▸ **Exercise details**
The material below contains a line with "Bounds-safe random access" and a line with "on each axis.". Copy exactly those two lines and all lines between them.
Supplied records section start
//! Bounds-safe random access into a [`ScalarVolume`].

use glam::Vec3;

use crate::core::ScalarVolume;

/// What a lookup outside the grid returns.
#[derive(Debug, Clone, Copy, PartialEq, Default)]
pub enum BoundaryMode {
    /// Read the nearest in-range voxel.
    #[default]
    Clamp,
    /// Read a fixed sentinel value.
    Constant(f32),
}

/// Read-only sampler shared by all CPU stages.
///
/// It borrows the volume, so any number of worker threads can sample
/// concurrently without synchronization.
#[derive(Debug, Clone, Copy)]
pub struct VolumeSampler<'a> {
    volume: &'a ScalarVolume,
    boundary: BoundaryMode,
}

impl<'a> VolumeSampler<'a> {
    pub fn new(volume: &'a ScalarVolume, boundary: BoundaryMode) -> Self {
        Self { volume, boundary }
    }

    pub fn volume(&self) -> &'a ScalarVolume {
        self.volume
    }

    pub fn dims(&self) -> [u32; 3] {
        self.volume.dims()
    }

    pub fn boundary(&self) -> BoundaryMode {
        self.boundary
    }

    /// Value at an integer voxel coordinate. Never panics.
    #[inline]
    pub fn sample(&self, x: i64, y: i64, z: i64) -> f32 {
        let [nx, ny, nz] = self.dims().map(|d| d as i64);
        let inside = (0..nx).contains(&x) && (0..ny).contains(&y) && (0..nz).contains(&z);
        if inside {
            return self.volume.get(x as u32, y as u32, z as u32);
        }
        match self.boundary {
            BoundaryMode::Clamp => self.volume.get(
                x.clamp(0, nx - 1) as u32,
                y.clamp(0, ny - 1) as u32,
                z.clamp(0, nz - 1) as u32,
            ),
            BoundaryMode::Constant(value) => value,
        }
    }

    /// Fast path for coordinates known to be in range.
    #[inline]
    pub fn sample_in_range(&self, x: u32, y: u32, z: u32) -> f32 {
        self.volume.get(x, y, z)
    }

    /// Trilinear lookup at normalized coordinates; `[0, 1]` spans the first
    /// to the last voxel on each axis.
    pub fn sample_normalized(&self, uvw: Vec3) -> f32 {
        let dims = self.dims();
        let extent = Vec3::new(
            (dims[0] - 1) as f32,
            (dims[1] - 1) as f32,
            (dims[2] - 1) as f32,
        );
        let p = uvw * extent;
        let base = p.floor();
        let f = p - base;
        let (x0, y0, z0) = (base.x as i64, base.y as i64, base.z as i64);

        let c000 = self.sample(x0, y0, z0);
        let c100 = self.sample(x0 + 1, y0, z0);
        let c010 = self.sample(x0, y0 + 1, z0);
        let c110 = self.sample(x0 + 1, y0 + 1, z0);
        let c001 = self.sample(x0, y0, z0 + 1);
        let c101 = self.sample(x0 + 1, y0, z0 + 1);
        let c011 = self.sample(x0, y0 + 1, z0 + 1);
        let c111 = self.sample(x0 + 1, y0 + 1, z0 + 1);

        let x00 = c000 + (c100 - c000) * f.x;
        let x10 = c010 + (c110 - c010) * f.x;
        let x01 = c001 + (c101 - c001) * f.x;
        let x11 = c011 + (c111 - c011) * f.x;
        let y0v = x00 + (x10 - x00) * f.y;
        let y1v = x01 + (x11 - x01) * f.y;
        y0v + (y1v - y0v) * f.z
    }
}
Supplied records section end
Supplied records section start
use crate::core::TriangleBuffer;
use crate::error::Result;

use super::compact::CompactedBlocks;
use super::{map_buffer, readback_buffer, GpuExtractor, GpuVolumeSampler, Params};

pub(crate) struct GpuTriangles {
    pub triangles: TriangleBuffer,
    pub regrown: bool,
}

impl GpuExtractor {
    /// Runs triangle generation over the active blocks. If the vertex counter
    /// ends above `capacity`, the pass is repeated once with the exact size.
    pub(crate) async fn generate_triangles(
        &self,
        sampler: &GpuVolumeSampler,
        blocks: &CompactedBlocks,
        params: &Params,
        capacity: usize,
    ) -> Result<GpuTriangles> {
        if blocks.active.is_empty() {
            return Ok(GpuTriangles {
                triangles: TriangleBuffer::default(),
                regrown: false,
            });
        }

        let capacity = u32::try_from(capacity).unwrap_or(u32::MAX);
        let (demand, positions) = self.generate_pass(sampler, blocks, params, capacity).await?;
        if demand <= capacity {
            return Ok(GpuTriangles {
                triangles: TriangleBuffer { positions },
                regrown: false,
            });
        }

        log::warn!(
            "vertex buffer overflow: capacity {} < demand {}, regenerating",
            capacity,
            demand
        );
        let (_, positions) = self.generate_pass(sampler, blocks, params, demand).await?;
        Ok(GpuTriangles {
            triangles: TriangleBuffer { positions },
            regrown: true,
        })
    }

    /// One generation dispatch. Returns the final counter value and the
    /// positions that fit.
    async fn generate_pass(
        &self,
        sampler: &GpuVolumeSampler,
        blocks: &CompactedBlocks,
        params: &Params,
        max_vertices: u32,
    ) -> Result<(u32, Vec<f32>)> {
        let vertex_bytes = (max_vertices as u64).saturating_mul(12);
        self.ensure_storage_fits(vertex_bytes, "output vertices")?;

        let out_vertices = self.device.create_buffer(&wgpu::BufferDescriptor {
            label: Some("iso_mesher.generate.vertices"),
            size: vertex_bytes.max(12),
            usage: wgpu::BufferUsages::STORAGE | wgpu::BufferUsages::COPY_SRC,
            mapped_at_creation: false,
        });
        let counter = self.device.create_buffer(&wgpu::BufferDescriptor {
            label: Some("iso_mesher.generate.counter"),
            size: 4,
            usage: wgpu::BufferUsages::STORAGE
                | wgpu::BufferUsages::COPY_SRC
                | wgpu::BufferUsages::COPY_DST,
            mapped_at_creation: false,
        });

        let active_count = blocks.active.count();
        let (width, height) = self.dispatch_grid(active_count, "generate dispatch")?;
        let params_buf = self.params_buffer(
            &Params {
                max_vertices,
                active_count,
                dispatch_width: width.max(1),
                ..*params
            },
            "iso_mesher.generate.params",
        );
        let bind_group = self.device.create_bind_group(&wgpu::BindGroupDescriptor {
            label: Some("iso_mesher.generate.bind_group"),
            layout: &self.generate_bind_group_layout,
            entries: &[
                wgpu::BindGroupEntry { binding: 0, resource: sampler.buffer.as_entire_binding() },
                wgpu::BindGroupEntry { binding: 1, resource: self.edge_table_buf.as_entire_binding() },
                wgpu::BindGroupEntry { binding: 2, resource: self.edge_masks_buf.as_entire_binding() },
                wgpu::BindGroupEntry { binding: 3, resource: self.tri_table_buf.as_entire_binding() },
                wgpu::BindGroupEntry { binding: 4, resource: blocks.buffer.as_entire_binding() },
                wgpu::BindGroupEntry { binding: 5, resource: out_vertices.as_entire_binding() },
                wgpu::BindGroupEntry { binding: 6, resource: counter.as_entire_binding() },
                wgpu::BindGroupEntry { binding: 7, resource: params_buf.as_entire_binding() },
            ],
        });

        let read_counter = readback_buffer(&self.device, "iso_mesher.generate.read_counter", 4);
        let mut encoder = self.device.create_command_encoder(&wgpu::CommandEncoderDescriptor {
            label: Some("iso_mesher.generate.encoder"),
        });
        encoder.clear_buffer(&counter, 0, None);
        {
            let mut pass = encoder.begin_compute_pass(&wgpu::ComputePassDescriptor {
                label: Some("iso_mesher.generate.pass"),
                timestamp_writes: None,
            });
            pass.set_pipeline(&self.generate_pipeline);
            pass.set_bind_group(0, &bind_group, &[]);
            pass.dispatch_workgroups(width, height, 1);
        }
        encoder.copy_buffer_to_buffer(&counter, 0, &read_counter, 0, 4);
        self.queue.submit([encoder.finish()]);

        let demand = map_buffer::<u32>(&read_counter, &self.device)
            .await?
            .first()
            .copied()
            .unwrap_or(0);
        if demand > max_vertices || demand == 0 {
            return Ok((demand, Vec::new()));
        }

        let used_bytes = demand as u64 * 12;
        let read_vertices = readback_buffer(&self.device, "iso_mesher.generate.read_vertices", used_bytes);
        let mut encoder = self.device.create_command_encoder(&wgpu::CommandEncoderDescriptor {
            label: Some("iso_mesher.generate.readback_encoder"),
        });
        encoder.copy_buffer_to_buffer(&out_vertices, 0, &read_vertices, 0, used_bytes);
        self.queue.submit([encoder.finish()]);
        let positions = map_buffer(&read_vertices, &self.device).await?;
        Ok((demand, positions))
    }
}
Supplied records section end
▸ **Result for this task**
//! Bounds-safe random access into a [`ScalarVolume`].

use glam::Vec3;

use crate::core::ScalarVolume;

/// What a lookup outside the grid returns.
#[derive(Debug, Clone, Copy, PartialEq, Default)]
pub enum BoundaryMode {
    /// Read the nearest in-range voxel.
    #[default]
    Clamp,
    /// Read a fixed sentinel value.
    Constant(f32),
}

/// Read-only sampler shared by all CPU stages.
///
/// It borrows the volume, so any number of worker threads can sample
/// concurrently without synchronization.
#[derive(Debug, Clone, Copy)]
pub struct VolumeSampler<'a> {
    volume: &'a ScalarVolume,
    boundary: BoundaryMode,
}

impl<'a> VolumeSampler<'a> {
    pub fn new(volume: &'a ScalarVolume, boundary: BoundaryMode) -> Self {
        Self { volume, boundary }
    }

    pub fn volume(&self) -> &'a ScalarVolume {
        self.volume
    }

    pub fn dims(&self) -> [u32; 3] {
        self.volume.dims()
    }

    pub fn boundary(&self) -> BoundaryMode {
        self.boundary
    }

    /// Value at an integer voxel coordinate. Never panics.
    #[inline]
    pub fn sample(&self, x: i64, y: i64, z: i64) -> f32 {
        let [nx, ny, nz] = self.dims().map(|d| d as i64);
        let inside = (0..nx).contains(&x) && (0..ny).contains(&y) && (0..nz).contains(&z);
        if inside {
            return self.volume.get(x as u32, y as u32, z as u32);
        }
        match self.boundary {
            BoundaryMode::Clamp => self.volume.get(
                x.clamp(0, nx - 1) as u32,
                y.clamp(0, ny - 1) as u32,
                z.clamp(0, nz - 1) as u32,
            ),
            BoundaryMode::Constant(value) => value,
        }
    }

    /// Fast path for coordinates known to be in range.
    #[inline]
    pub fn sample_in_range(&self, x: u32, y: u32, z: u32) -> f32 {
        self.volume.get(x, y, z)
    }

    /// Trilinear lookup at normalized coordinates; `[0, 1]` spans the first
    /// to the last voxel on each axis.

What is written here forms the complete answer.